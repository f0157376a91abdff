//! Job monitoring: the event hub, durable job logs and the HTTP surface.
//!
//! ## Module Map
//!
//! ```text
//!  Translator / workflow ──emit──> hub.rs (Hub, single writer loop)
//!                                     │            │
//!                        append JSONL │            │ fan out
//!                                     v            v
//!                          store.rs (JobLogStore)  Subscription (SSE / WebSocket)
//!                                     │
//!                    history/list/stats (stateless reads)
//!                                     v
//!                   api.rs / ws.rs (axum handlers) ── server.rs (router, page, shutdown)
//! ```
//!
//! | Module     | Responsibility                                            |
//! |------------|-----------------------------------------------------------|
//! | `event`    | `Event`, `EventType`, `EventData`                         |
//! | `hub`      | `Hub`, `Subscription`, `EventSink`                        |
//! | `store`    | `JobLogStore`, `JobSummary`, `JobStats`, `JobStatus` fold |
//! | `api`      | Job submission, history/list/stats, SSE feed, `ApiError`  |
//! | `ws`       | WebSocket live feed with ping/pong keepalive              |
//! | `embedded` | Monitoring page assets compiled in from `ui/`             |
//! | `server`   | `ServerConfig`, router assembly, page, graceful shutdown  |

pub mod api;
pub mod embedded;
pub mod event;
pub mod hub;
pub mod server;
pub mod store;
pub mod ws;

pub use event::{Event, EventData, EventType, data, new_job_id};
pub use hub::{EventSink, Hub, HubConfig, Subscription};
pub use store::{JobLogStore, JobStats, JobStatus, JobSummary};
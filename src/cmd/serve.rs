//! Monitor server command: `foreman serve`.

use std::path::PathBuf;
use std::sync::Arc;

use anyhow::{Context, Result};

use foreman::config::ForemanConfig;
use foreman::monitor::api::AppState;
use foreman::monitor::server::{ServerConfig, start_server};
use foreman::monitor::{Hub, JobLogStore};

use super::job_runner;

/// Jobs submitted over HTTP run in this process on the server's own hub,
/// so `/events` and `/ws` observers see them live.
pub async fn cmd_serve(config: &ForemanConfig, dev: bool, work_dir: PathBuf) -> Result<()> {
    let store = JobLogStore::new(&config.store.data_dir);
    let hub = Hub::start(store, config.hub.to_hub_config()).context("Failed to start event hub")?;
    let runner = job_runner(config, &hub);

    start_server(
        ServerConfig {
            host: config.server.host.clone(),
            port: config.server.port,
            dev_mode: dev,
        },
        Arc::new(AppState::new(hub, runner, work_dir)),
    )
    .await
}
//! Notification side-channel for top-level assistant commentary.
//!
//! The [`Translator`](crate::stream::Translator) forwards filtered commentary
//! here. Delivery to a chat service is not part of this crate; the
//! [`HubNotifier`] records each notification as a `slack_notification` event
//! on the job so observers see exactly what would have been posted.

use std::sync::Arc;

use serde_json::json;
use tracing::info;

use crate::monitor::{EventSink, EventType, data};

/// Receives commentary the translator decided to surface.
pub trait Notifier: Send + Sync {
    fn notify(&self, job_id: &str, text: &str);
}

/// Notifier that records notifications on the job's event stream.
pub struct HubNotifier {
    sink: Arc<dyn EventSink>,
    public_url: Option<String>,
}

impl HubNotifier {
    pub fn new(sink: Arc<dyn EventSink>) -> Self {
        Self {
            sink,
            public_url: None,
        }
    }

    /// Link each notification to the job's page on the monitor at this base URL.
    pub fn with_public_url(mut self, public_url: Option<String>) -> Self {
        self.public_url = public_url.map(|url| url.trim_end_matches('/').to_string());
        self
    }

    fn job_link(&self, job_id: &str) -> Option<String> {
        self.public_url
            .as_ref()
            .map(|base| format!("{base}/jobs/{job_id}"))
    }
}

impl Notifier for HubNotifier {
    fn notify(&self, job_id: &str, text: &str) {
        let text = text.trim();
        if text.is_empty() {
            return;
        }
        info!(job_id = %job_id, chars = text.len(), "Notification");
        let mut payload = data(json!({ "text": text }));
        if let Some(link) = self.job_link(job_id) {
            payload.insert("job_url".into(), link.into());
        }
        self.sink
            .emit(job_id, EventType::SlackNotification, payload);
    }
}

#[cfg(test)]
pub(crate) mod testing {
    use std::sync::Mutex;

    use super::Notifier;

    /// Notifier double that keeps every notification.
    #[derive(Default)]
    pub struct RecordingNotifier {
        pub sent: Mutex<Vec<(String, String)>>,
    }

    impl RecordingNotifier {
        pub fn texts(&self) -> Vec<String> {
            self.sent
                .lock()
                .unwrap()
                .iter()
                .map(|(_, text)| text.clone())
                .collect()
        }
    }

    impl Notifier for RecordingNotifier {
        fn notify(&self, job_id: &str, text: &str) {
            self.sent
                .lock()
                .unwrap()
                .push((job_id.to_string(), text.to_string()));
        }
    }
}
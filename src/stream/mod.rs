//! Line-oriented JSON output of the external code tool.
//!
//! The tool is run with `--output-format stream-json` and prints one record
//! per line. Only the shapes the [`Translator`](translator::Translator)
//! dispatches on are modelled; unknown record kinds and content blocks
//! deserialize to catch-all variants instead of failing the line.

pub mod terminal;
pub mod translator;

use serde::Deserialize;
use serde_json::Value;

use crate::util::truncate_label;

pub use terminal::{TERMINAL_STATE_PREFIX, TerminalState, TerminalStatus, parse_terminal_line};
pub use translator::{ResultUsage, Translator, TranslatorOutput};

/// Tool names the external tool uses for delegated sub-tasks.
const DELEGATION_TOOLS: &[&str] = &["Task", "Agent"];

/// Records from the tool's stream-json output format
#[derive(Debug, Deserialize)]
#[serde(tag = "type")]
pub enum StreamEvent {
    #[serde(rename = "system")]
    System {
        #[serde(default)]
        subtype: String,
    },

    #[serde(rename = "assistant")]
    Assistant {
        #[serde(default)]
        message: Message,
        /// Set when the turn belongs to a delegated sub-task.
        #[serde(default)]
        parent_tool_use_id: Option<String>,
    },

    /// Tool results are reported back as a user-role turn.
    #[serde(rename = "user")]
    User {
        #[serde(default)]
        message: Message,
        #[serde(default)]
        parent_tool_use_id: Option<String>,
    },

    #[serde(rename = "result")]
    Result {
        #[serde(default)]
        subtype: String,
        #[serde(default)]
        result: Option<String>,
        #[serde(default)]
        error: Option<String>,
        #[serde(default)]
        errors: Vec<String>,
        #[serde(default)]
        is_error: bool,
        #[serde(default)]
        total_cost_usd: Option<f64>,
        #[serde(default)]
        duration_ms: Option<u64>,
        #[serde(default)]
        num_turns: Option<u32>,
        #[serde(default)]
        usage: Option<Usage>,
    },

    #[serde(other)]
    Unknown,
}

/// Message body of an assistant or user turn.
///
/// `content` stays untyped: user turns may carry a bare string, and a
/// malformed block must not take the rest of the turn down with it.
#[derive(Debug, Default, Deserialize)]
pub struct Message {
    #[serde(default)]
    pub content: Value,
}

impl Message {
    /// Content blocks that parse; anything else is skipped.
    pub fn blocks(&self) -> Vec<ContentBlock> {
        match &self.content {
            Value::Array(items) => items
                .iter()
                .filter_map(|item| serde_json::from_value(item.clone()).ok())
                .collect(),
            _ => Vec::new(),
        }
    }
}

#[derive(Debug, Clone, PartialEq, Deserialize)]
#[serde(tag = "type")]
pub enum ContentBlock {
    #[serde(rename = "text")]
    Text {
        #[serde(default)]
        text: String,
    },

    #[serde(rename = "thinking")]
    Thinking {
        #[serde(default)]
        thinking: String,
    },

    #[serde(rename = "tool_use")]
    ToolUse {
        #[serde(default)]
        id: String,
        name: String,
        #[serde(default)]
        input: Value,
    },

    #[serde(rename = "tool_result")]
    ToolResult {
        #[serde(default)]
        tool_use_id: String,
        #[serde(default)]
        content: Value,
        #[serde(default)]
        is_error: bool,
    },

    #[serde(other)]
    Other,
}

/// Token usage reported on the final result record.
#[derive(Debug, Clone, Default, PartialEq, Deserialize)]
pub struct Usage {
    #[serde(default)]
    pub input_tokens: u64,
    #[serde(default)]
    pub output_tokens: u64,
    #[serde(default)]
    pub cache_read_input_tokens: u64,
    #[serde(default)]
    pub cache_creation_input_tokens: u64,
}

/// Whether a tool invocation hands work to a delegated sub-task.
pub fn is_delegation_tool(name: &str) -> bool {
    DELEGATION_TOOLS.contains(&name)
}

/// Flatten a tool result's content (string, or list of text blocks) to text.
pub fn tool_result_text(content: &Value) -> String {
    match content {
        Value::String(s) => s.clone(),
        Value::Array(items) => items
            .iter()
            .filter_map(|item| item.get("text").and_then(Value::as_str))
            .collect::<Vec<_>>()
            .join("\n"),
        Value::Null => String::new(),
        other => other.to_string(),
    }
}

/// Extract a human-readable description from a tool use record
pub fn describe_tool_use(name: &str, input: &Value) -> String {
    let str_field = |key: &str| input.get(key).and_then(|v| v.as_str());
    match name {
        "Read" => format!(
            "Reading: {}",
            str_field("file_path").map(shorten_path).unwrap_or_else(|| "file".to_string())
        ),
        "Write" => format!(
            "Creating: {}",
            str_field("file_path").map(shorten_path).unwrap_or_else(|| "file".to_string())
        ),
        "Edit" | "MultiEdit" => format!(
            "Editing: {}",
            str_field("file_path").map(shorten_path).unwrap_or_else(|| "file".to_string())
        ),
        "Bash" => format!(
            "Running: {}",
            str_field("command")
                .map(|s| truncate_label(s, 40))
                .unwrap_or_else(|| "command".to_string())
        ),
        "Glob" => format!("Searching: {}", str_field("pattern").unwrap_or("*")),
        "Grep" => format!(
            "Grep: {}",
            str_field("pattern")
                .map(|s| truncate_label(s, 30))
                .unwrap_or_else(|| "pattern".to_string())
        ),
        "TodoWrite" => "Updating todo list".to_string(),
        n if is_delegation_tool(n) => {
            format!("Agent: {}", str_field("description").unwrap_or("subagent"))
        }
        _ => name.to_string(),
    }
}

/// Get an emoji for a tool
pub fn tool_emoji(name: &str) -> &'static str {
    match name {
        "Read" => "\u{1F4D6}",
        "Write" => "\u{1F4DD}",
        "Edit" | "MultiEdit" => "\u{270F}\u{FE0F}",
        "Bash" => "\u{2699}\u{FE0F}",
        "Glob" => "\u{1F50D}",
        "Grep" => "\u{1F50E}",
        n if is_delegation_tool(n) => "\u{1F916}",
        _ => "\u{1F527}",
    }
}

/// Shorten a file path to just the last 2 components
fn shorten_path(path: &str) -> String {
    let parts: Vec<&str> = path.split('/').collect();
    if parts.len() <= 2 {
        path.to_string()
    } else {
        parts[parts.len() - 2..].join("/")
    }
}

/// First line of a reasoning block, cut to a display snippet
pub fn truncate_thinking(text: &str, max_len: usize) -> String {
    let first_line = text.lines().next().unwrap_or(text);
    truncate_label(first_line.trim(), max_len)
}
● ● ● ● ●
#### Problem
Sift the material for lines that include the word "Message", and copy each one.

#### Solved problem
        message: Message,
        message: Message,
/// Message body of an assistant or user turn.
pub struct Message {
impl Message {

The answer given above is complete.